Un gouvernement bruxellois pour un budget 2026
L’urgence est de parvenir à un accord budgétaire et de former un gouvernement pour sortir du système des douzièmes provisoires qui touche durement tous les secteurs et impacte les citoyens bruxellois : les services publics, les administrations, le secteur associatif, la culture, la construction, etc. Certaines structures doivent par exemple se passer de certains membres de leur personnel et procéder à des licenciements. On pourrait déjà y voir une forme de shutdown… Même si les marchés acceptent encore de prêter à la Région, le poids croissant des intérêts de la dette est bien réel et c’est là l’un des enjeux : la capacité de la Région bruxelloise à rembourser les intérêts de sa dette (ce qu’on appelle « faire rouler sa dette ») pour montrer sa fiabilité et continuer à être financée.
La probabilité d’un shutdown au sens américain (entraînant une fermeture complète de certains services publics et le non-paiement des fonctionnaires) n’est pas vraiment à l’ordre du jour même s’il est théoriquement possible. Le système institutionnel belge, bien que ne prévoyant pas expressément ce cas de figure, fournit toutefois les bases d’une solidarité entre entités fédérale et fédérées. Si cette solidarité peut exister, celle-ci aura toutefois certainement un prix, qui se traduira sans doute par des mesures strictes d’austérité budgétaire et des réformes structurelles.

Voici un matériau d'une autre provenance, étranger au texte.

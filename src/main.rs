use anyhow::Context;
use clap::Parser;
use shoplist::config::{AddQuantityPolicy, Config};
use shoplist::logging::init_tracing;
use std::path::PathBuf;

#[derive(Debug, Parser)]
#[command(name = "shoplist", version, about = "Terminal shopping list")]
struct Cli {
    /// Config file (default: ~/.config/shoplist/config.toml)
    #[arg(long, value_name = "PATH")]
    config: Option<PathBuf>,

    /// Write logs to this file (overrides SHOPLIST_LOG)
    #[arg(long, value_name = "PATH")]
    log: Option<PathBuf>,

    /// How to treat an unparseable quantity when adding an item
    #[arg(long, value_enum, value_name = "POLICY")]
    add_policy: Option<AddQuantityPolicy>,

    /// Print the final list as JSON after the UI closes
    #[arg(long)]
    print_on_exit: bool,
}

fn main() -> anyhow::Result<()> {
    let cli = Cli::parse();
    init_tracing(cli.log.as_deref());

    let mut config = match &cli.config {
        Some(path) => Config::load_from(path),
        None => Config::load(),
    }
    .context("Failed to load configuration")?;
    if let Some(policy) = cli.add_policy {
        config.list.add_quantity_policy = policy;
    }

    let snapshot = shoplist::ui::run(&config)?;

    if cli.print_on_exit {
        let json = serde_json::to_string_pretty(snapshot.items())
            .context("Failed to serialize list")?;
        println!("{}", json);
    }
    Ok(())
}
use crate::list::Item;
use crate::mvi::UiState;

/// Authoritative list state: ordered items plus the id counter.
///
/// Insertion order is display order.
#[derive(Debug, Clone, PartialEq)]
pub struct ShoppingListState {
    pub items: Vec<Item>,
    /// Id handed to the next added item. Only ever grows.
    pub next_id: u64,
}

impl Default for ShoppingListState {
    fn default() -> Self {
        Self {
            items: Vec::new(),
            next_id: 1,
        }
    }
}

impl UiState for ShoppingListState {}
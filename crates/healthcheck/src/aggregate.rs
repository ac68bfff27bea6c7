//! Concurrent fan-out/fan-in over a set of health checkers.

use crate::checkers::HealthChecker;
use crate::types::ProbeResult;
use futures::future::join_all;
use std::sync::Arc;
use std::time::{Duration, Instant};
use tokio::time::timeout;
use tracing::debug;

/// A named probe target
#[derive(Clone)]
pub struct Probe<K> {
    /// Key the result is reported under
    pub key: K,
    /// Checker performing the probe
    pub checker: Arc<dyn HealthChecker>,
}

impl<K> Probe<K> {
    pub fn new(key: K, checker: Arc<dyn HealthChecker>) -> Self {
        Self { key, checker }
    }
}

/// Run every probe at once and wait until all of them have settled.
///
/// Results come back in input order, one per probe. A checker that does not
/// settle within `deadline` is reported as unreachable, so the whole call is
/// bounded by roughly one deadline regardless of how many probes hang.
pub async fn probe_all<K>(probes: &[Probe<K>], deadline: Duration) -> Vec<(K, ProbeResult)>
where
    K: Clone,
{
    let started = Instant::now();

    let pending = probes.iter().map(|probe| {
        let checker = probe.checker.clone();
        async move {
            let start = Instant::now();
            match timeout(deadline, checker.check()).await {
                Ok(result) => result,
                Err(_) => ProbeResult::timed_out(start.elapsed()),
            }
        }
    });

    let results = join_all(pending).await;

    debug!(
        probes = probes.len(),
        elapsed_ms = started.elapsed().as_millis(),
        "All health probes settled"
    );

    probes
        .iter()
        .map(|probe| probe.key.clone())
        .zip(results)
        .collect()
}
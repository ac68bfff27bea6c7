//! MCP Gateway
//!
//! Reverse proxy in front of a fixed set of named MCP services. Requests to
//! `/api/{service}/...` are forwarded to that service with the prefix
//! removed; `/status` probes every backend concurrently and reports the
//! result.
//!
//! # Components
//!
//! - **Registry**: immutable name → base URL table, built once at startup
//! - **Proxy**: per-request forwarding with streamed bodies and bounded waits
//! - **Health**: concurrent fan-out of backend probes into one report
//! - **Policy**: ordered security headers, CORS, request log and rate limit stages
//! - **Front door**: `/`, `/health`, `/status`, structured 404/500 handling
//! - **Lifecycle**: bind, serve, then drain in-flight requests on SIGTERM/SIGINT

pub mod config;
pub mod error;
pub mod health;
pub mod http_server;
pub mod lifecycle;
pub mod metrics;
pub mod policy;
pub mod proxy;
pub mod rate_limit;
pub mod registry;
pub mod routing;
pub mod server;
pub mod telemetry;

pub use config::{Config, ConfigError};
pub use error::{ErrorBody, GatewayError};
pub use health::{HealthAggregator, HealthReport};
pub use lifecycle::{Lifecycle, LifecycleState};
pub use metrics::{MetricsRegistry, MetricsServer};
pub use registry::{ServiceEntry, ServiceRegistry};
pub use server::GatewayServer;
pub use telemetry::TelemetryGuard;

[1] Les dépenses de fonctionnement regroupent les dépenses indispensables au bon fonctionnement de la Région. Il s’agit essentiellement des frais de fonctionnement administratif et technique (fournitures informatiques par exemple) ou encore les frais relatifs à l’entretien des bâtiments (consommations d’énergie et d’eau).
[2] Idem.
[3] Déclaration du Ministre bruxellois du budget Dirk De Smet en commission des Finances du 25 novembre 2025.